Segment Open
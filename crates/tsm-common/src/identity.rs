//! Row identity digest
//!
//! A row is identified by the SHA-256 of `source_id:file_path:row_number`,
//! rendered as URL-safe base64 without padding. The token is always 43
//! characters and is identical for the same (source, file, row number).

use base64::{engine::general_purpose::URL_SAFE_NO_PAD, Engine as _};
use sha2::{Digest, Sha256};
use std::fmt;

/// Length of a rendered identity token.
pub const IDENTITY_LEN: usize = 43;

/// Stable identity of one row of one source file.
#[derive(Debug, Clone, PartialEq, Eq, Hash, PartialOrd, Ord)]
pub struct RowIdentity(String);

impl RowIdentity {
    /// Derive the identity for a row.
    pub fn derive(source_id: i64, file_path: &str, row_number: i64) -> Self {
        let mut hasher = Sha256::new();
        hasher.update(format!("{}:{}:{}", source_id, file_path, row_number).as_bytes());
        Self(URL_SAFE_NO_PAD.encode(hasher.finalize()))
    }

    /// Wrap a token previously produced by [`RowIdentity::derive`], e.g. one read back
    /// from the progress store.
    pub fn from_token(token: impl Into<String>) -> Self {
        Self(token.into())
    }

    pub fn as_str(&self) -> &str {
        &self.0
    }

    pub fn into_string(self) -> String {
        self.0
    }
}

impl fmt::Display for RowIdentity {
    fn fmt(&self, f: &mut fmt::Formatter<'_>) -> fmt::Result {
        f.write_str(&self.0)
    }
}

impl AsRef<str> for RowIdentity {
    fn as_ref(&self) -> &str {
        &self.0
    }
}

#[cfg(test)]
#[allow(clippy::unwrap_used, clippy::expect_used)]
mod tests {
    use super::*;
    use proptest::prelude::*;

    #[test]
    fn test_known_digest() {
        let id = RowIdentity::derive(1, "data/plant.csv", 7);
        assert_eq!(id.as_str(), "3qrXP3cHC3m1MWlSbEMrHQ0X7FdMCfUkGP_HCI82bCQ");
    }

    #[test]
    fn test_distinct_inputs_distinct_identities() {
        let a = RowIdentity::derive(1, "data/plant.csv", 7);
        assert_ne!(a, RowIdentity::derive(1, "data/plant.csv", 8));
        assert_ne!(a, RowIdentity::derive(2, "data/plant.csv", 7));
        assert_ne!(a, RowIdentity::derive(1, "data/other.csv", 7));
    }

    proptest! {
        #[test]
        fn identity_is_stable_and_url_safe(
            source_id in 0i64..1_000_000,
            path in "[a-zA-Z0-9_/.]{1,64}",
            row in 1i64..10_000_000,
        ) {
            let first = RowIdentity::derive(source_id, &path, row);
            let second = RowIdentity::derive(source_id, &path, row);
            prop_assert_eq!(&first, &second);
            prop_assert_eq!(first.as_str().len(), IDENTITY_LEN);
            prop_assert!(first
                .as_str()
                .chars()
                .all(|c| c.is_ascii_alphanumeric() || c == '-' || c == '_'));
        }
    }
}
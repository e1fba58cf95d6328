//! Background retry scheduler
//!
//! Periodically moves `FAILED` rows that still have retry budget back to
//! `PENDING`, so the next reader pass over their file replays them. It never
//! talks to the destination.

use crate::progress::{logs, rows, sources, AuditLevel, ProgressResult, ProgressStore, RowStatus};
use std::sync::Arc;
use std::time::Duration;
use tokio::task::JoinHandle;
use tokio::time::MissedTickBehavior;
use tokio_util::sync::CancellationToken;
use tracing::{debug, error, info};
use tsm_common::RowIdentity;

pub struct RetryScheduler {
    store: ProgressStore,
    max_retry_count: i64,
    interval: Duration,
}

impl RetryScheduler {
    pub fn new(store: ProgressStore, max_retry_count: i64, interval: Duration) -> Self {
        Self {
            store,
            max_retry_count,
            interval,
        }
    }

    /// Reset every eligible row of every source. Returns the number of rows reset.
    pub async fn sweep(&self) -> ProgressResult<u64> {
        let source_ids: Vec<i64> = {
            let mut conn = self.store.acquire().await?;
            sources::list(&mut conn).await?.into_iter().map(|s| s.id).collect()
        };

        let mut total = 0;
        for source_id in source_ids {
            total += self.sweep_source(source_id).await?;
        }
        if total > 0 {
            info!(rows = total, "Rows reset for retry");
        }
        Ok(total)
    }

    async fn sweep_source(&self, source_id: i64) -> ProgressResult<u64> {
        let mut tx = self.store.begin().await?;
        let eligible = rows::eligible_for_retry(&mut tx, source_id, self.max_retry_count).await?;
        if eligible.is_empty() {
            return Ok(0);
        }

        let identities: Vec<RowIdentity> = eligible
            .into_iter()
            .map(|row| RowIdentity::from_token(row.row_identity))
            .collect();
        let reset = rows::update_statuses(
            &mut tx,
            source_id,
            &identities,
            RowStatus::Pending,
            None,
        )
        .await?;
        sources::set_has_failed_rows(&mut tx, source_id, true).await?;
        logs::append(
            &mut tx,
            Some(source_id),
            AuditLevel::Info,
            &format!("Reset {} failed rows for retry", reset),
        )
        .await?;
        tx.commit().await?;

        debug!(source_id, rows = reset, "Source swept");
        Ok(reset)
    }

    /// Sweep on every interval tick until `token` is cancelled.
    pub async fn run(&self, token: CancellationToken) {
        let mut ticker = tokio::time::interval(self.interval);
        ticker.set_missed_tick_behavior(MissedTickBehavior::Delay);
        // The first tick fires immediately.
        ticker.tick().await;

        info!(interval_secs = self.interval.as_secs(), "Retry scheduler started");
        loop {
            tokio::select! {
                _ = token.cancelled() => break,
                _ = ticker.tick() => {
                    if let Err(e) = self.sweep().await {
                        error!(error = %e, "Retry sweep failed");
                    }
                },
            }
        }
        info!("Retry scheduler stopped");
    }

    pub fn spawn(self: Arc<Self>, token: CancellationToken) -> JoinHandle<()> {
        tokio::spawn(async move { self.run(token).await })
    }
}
Segment Closed
Segment Open
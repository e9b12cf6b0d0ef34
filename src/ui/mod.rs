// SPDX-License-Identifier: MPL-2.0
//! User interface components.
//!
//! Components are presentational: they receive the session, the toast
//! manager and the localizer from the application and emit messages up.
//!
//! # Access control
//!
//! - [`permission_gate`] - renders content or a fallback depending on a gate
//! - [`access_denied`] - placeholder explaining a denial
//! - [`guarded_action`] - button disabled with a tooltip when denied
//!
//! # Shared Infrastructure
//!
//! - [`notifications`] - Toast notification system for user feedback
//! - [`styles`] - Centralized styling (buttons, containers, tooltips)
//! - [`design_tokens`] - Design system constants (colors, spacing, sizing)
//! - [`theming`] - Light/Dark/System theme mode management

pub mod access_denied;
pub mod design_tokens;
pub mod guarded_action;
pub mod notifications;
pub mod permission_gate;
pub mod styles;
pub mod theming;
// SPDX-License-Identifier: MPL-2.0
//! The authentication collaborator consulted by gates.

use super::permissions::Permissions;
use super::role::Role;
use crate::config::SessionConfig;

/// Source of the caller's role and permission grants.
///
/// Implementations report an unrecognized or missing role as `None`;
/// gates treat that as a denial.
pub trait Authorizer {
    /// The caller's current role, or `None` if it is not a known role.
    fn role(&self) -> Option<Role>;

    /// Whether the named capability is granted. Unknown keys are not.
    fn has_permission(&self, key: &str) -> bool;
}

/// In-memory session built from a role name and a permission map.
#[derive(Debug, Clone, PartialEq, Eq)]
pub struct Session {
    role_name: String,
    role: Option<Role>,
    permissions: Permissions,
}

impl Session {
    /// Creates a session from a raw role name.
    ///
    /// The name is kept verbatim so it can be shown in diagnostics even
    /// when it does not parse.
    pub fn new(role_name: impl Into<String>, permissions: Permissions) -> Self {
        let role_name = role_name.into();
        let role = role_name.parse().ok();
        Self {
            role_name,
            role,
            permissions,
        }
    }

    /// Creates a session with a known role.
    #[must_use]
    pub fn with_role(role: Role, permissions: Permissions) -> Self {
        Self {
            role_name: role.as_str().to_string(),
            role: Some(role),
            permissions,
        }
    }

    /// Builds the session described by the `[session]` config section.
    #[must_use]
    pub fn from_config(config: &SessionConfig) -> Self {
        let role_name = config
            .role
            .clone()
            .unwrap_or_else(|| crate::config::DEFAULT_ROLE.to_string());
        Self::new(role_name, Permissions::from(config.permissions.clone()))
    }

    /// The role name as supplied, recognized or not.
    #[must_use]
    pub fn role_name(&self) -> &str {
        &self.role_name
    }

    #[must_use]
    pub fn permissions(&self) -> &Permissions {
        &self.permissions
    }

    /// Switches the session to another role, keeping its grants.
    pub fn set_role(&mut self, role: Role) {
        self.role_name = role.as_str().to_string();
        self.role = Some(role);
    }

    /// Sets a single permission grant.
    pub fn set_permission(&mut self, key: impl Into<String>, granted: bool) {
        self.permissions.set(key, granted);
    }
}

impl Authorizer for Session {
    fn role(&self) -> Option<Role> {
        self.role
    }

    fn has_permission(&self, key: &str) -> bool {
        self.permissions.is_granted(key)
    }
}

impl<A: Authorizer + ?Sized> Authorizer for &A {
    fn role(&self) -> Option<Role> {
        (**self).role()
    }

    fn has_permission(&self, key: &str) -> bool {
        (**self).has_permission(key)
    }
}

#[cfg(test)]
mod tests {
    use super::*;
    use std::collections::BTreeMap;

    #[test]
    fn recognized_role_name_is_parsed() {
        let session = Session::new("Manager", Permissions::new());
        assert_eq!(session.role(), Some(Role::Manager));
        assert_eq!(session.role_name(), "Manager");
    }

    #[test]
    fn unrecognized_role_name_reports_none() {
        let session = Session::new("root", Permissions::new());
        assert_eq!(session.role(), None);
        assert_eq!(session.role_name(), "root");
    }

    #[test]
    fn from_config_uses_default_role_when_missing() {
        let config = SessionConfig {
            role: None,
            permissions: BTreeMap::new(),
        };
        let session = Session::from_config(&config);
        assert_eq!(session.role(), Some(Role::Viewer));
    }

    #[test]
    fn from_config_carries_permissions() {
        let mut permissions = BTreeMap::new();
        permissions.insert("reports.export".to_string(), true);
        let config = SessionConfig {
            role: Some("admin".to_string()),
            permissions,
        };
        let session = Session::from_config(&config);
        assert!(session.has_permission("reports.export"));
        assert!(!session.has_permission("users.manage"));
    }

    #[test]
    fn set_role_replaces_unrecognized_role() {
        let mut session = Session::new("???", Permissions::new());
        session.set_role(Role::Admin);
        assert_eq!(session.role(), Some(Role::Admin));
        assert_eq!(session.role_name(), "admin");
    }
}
Segment Closed
» **EXERCISE REQUIREMENTS**: Every line above that carries the string "Some" should be copied.

» **TASK RESPONSE**:
            Some(source_id),
            role: Some(role),
        self.role = Some(role);
        assert_eq!(session.role(), Some(Role::Manager));
        assert_eq!(session.role(), Some(Role::Viewer));
            role: Some("admin".to_string()),
        assert_eq!(session.role(), Some(Role::Admin));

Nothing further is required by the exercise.